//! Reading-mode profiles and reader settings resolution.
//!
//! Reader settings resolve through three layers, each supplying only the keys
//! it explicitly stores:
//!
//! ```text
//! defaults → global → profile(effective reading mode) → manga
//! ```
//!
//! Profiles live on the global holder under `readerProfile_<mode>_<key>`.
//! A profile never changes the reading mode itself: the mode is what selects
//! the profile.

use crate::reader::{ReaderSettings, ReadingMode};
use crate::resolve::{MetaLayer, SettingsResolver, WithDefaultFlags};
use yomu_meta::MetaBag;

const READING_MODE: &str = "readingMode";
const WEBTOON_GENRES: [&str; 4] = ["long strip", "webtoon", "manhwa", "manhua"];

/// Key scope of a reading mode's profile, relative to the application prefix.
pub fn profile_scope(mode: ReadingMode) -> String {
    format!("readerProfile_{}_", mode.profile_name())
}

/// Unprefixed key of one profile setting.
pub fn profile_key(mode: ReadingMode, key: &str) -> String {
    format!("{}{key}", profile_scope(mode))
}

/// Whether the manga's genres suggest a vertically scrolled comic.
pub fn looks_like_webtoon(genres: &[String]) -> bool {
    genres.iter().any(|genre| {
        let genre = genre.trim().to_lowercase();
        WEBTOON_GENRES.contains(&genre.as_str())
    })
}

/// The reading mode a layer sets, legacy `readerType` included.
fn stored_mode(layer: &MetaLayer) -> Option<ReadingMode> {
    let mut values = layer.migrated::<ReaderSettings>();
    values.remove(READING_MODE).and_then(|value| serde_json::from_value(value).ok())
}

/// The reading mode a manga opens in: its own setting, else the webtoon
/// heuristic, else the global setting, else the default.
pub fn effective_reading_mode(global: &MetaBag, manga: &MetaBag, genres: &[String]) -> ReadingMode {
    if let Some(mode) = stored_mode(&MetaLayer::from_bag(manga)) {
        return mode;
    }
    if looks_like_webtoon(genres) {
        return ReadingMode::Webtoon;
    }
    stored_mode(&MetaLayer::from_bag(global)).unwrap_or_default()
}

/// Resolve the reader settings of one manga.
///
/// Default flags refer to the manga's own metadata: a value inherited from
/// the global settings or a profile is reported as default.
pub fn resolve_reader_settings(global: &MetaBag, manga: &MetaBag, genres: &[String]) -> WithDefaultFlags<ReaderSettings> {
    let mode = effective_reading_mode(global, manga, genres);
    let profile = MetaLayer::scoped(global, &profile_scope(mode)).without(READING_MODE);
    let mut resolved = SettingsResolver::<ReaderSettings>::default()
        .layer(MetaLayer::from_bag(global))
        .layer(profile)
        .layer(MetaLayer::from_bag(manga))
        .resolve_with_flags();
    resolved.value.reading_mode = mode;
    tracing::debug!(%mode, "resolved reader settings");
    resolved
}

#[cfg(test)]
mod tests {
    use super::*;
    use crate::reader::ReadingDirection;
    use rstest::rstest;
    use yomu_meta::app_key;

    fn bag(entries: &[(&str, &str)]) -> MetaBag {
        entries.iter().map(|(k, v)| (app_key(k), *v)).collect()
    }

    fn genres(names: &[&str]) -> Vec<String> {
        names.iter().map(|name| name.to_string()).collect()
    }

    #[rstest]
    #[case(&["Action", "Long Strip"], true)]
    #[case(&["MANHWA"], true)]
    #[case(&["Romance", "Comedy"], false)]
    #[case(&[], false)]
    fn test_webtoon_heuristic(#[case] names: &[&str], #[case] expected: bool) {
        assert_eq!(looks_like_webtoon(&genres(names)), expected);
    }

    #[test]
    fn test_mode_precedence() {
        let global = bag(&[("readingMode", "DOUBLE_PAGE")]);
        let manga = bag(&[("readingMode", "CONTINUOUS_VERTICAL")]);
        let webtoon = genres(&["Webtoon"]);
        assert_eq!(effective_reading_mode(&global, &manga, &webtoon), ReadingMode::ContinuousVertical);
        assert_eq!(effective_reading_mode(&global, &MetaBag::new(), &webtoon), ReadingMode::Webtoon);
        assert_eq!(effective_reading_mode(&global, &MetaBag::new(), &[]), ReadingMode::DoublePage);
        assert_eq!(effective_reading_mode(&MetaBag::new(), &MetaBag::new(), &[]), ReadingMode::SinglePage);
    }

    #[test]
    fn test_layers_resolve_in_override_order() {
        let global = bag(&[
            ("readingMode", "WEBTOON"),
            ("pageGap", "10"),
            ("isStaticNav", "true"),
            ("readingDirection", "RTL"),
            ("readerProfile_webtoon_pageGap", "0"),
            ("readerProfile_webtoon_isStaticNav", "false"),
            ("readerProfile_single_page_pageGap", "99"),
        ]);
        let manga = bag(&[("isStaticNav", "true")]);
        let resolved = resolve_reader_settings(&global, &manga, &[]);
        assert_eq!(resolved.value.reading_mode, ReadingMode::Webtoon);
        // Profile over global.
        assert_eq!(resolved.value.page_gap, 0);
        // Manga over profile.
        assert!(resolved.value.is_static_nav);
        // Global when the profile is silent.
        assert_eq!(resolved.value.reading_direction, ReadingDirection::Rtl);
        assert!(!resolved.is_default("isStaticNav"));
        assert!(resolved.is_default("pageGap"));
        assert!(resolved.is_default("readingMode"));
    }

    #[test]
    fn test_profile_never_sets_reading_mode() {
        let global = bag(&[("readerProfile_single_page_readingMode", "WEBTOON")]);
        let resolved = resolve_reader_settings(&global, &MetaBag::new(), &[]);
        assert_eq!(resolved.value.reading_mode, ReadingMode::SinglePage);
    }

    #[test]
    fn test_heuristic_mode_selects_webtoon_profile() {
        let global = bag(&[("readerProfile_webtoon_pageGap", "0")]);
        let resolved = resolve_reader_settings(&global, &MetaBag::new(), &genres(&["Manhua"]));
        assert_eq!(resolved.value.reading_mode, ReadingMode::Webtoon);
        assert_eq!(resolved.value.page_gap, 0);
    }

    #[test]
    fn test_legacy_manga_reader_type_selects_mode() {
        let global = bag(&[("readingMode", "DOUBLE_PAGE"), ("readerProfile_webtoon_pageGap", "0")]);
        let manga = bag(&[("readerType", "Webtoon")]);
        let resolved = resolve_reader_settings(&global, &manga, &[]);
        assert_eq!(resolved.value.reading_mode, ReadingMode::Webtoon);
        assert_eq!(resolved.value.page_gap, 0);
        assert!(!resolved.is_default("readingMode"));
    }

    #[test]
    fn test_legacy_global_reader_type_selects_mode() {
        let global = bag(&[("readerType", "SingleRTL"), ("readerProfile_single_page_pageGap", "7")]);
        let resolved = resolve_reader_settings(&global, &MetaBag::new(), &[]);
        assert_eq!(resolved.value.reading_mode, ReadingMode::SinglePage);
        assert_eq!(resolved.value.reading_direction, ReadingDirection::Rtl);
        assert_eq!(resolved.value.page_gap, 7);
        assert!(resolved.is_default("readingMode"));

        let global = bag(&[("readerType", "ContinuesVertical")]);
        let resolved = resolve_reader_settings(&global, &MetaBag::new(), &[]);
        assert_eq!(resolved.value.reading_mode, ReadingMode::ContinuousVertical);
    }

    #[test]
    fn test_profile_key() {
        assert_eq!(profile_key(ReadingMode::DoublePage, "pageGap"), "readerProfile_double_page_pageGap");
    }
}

___

> **Work required**
Return the span of lines in the data above that opens at the line with "pub fn profile_scope(mode: ReadingMode)" and closes at the line with "use super::*;", exactly, ends included, nothing else.

> **Answer section**
pub fn profile_scope(mode: ReadingMode) -> String {
    format!("readerProfile_{}_", mode.profile_name())
}

/// Unprefixed key of one profile setting.
pub fn profile_key(mode: ReadingMode, key: &str) -> String {
    format!("{}{key}", profile_scope(mode))
}

/// Whether the manga's genres suggest a vertically scrolled comic.
pub fn looks_like_webtoon(genres: &[String]) -> bool {
    genres.iter().any(|genre| {
        let genre = genre.trim().to_lowercase();
        WEBTOON_GENRES.contains(&genre.as_str())
    })
}

/// The reading mode a layer sets, legacy `readerType` included.
fn stored_mode(layer: &MetaLayer) -> Option<ReadingMode> {
    let mut values = layer.migrated::<ReaderSettings>();
    values.remove(READING_MODE).and_then(|value| serde_json::from_value(value).ok())
}

/// The reading mode a manga opens in: its own setting, else the webtoon
/// heuristic, else the global setting, else the default.
pub fn effective_reading_mode(global: &MetaBag, manga: &MetaBag, genres: &[String]) -> ReadingMode {
    if let Some(mode) = stored_mode(&MetaLayer::from_bag(manga)) {
        return mode;
    }
    if looks_like_webtoon(genres) {
        return ReadingMode::Webtoon;
    }
    stored_mode(&MetaLayer::from_bag(global)).unwrap_or_default()
}

/// Resolve the reader settings of one manga.
///
/// Default flags refer to the manga's own metadata: a value inherited from
/// the global settings or a profile is reported as default.
pub fn resolve_reader_settings(global: &MetaBag, manga: &MetaBag, genres: &[String]) -> WithDefaultFlags<ReaderSettings> {
    let mode = effective_reading_mode(global, manga, genres);
    let profile = MetaLayer::scoped(global, &profile_scope(mode)).without(READING_MODE);
    let mut resolved = SettingsResolver::<ReaderSettings>::default()
        .layer(MetaLayer::from_bag(global))
        .layer(profile)
        .layer(MetaLayer::from_bag(manga))
        .resolve_with_flags();
    resolved.value.reading_mode = mode;
    tracing::debug!(%mode, "resolved reader settings");
    resolved
}

#[cfg(test)]
mod tests {
    use super::*;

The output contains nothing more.